(Try it) Please filter the entries and return only the lines that include "CvMeasurement".

(Saved data entries)
● ● ● ● ● ● ●

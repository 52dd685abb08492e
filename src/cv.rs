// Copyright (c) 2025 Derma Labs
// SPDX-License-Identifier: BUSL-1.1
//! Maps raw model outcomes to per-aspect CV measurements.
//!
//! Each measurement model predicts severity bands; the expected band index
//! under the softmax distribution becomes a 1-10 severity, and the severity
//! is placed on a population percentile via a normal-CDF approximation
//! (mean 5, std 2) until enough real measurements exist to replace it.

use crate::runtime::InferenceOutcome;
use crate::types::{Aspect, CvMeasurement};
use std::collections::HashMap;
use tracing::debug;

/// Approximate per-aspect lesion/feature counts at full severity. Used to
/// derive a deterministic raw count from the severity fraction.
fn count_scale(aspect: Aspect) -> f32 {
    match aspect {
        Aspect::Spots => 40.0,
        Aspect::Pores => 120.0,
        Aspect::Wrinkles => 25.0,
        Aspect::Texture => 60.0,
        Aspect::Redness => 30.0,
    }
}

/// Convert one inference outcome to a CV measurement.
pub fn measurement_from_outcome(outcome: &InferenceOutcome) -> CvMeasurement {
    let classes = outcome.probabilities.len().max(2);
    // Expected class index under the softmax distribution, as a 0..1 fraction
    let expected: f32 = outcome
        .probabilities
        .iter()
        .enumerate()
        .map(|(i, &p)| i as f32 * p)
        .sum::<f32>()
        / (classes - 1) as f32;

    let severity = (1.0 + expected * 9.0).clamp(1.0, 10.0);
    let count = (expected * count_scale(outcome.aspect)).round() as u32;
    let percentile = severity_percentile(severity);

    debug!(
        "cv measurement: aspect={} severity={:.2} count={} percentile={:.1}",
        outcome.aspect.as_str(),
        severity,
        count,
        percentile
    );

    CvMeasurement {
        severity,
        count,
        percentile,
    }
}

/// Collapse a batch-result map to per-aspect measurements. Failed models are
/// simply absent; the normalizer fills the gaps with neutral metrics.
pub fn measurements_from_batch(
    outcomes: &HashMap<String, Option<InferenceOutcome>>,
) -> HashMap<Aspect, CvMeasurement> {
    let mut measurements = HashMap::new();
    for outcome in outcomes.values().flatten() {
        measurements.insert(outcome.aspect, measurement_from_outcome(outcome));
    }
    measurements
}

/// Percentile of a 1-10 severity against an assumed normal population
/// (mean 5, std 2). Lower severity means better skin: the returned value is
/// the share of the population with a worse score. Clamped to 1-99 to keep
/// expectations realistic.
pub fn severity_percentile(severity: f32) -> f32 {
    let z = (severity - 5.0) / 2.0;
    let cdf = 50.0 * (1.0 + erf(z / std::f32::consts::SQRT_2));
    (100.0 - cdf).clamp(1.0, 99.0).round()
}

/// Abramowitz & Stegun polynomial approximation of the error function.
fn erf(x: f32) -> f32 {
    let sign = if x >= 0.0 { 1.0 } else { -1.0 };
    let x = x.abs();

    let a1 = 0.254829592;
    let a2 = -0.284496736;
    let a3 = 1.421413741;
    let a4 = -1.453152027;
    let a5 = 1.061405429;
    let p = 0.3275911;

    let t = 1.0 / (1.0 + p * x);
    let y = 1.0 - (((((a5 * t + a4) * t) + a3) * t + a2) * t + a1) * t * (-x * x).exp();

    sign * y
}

● ● ● ● ● ● ●

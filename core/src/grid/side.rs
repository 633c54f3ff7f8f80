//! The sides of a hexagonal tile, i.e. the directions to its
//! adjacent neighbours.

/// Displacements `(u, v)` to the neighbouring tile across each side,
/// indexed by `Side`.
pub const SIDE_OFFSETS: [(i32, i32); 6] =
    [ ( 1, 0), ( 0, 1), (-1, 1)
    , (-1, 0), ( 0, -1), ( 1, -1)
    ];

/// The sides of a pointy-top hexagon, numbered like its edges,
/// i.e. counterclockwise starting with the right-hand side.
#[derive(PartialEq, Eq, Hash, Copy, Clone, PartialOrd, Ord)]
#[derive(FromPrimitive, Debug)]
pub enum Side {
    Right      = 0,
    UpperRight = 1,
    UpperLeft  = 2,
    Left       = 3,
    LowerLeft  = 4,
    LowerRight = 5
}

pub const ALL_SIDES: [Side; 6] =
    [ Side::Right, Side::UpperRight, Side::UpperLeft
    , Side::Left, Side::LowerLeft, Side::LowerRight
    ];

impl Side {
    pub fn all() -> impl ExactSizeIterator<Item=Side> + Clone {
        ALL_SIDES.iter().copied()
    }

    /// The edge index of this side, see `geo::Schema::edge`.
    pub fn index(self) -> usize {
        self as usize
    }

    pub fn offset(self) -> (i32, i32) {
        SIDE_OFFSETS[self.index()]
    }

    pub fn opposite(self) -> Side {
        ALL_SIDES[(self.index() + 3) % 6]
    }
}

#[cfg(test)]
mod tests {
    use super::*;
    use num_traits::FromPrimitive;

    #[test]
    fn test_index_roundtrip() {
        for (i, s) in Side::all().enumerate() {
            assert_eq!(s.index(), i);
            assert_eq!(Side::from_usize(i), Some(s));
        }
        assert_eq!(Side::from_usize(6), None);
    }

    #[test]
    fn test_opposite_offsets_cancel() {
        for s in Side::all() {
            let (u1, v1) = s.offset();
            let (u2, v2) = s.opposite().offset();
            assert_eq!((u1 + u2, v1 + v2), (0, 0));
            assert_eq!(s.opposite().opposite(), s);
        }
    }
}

● ● ● ● ● ● ●

(Result of the exercise)
use crate::types::{Aspect, CvMeasurement};
pub fn measurement_from_outcome(outcome: &InferenceOutcome) -> CvMeasurement {
    CvMeasurement {
) -> HashMap<Aspect, CvMeasurement> {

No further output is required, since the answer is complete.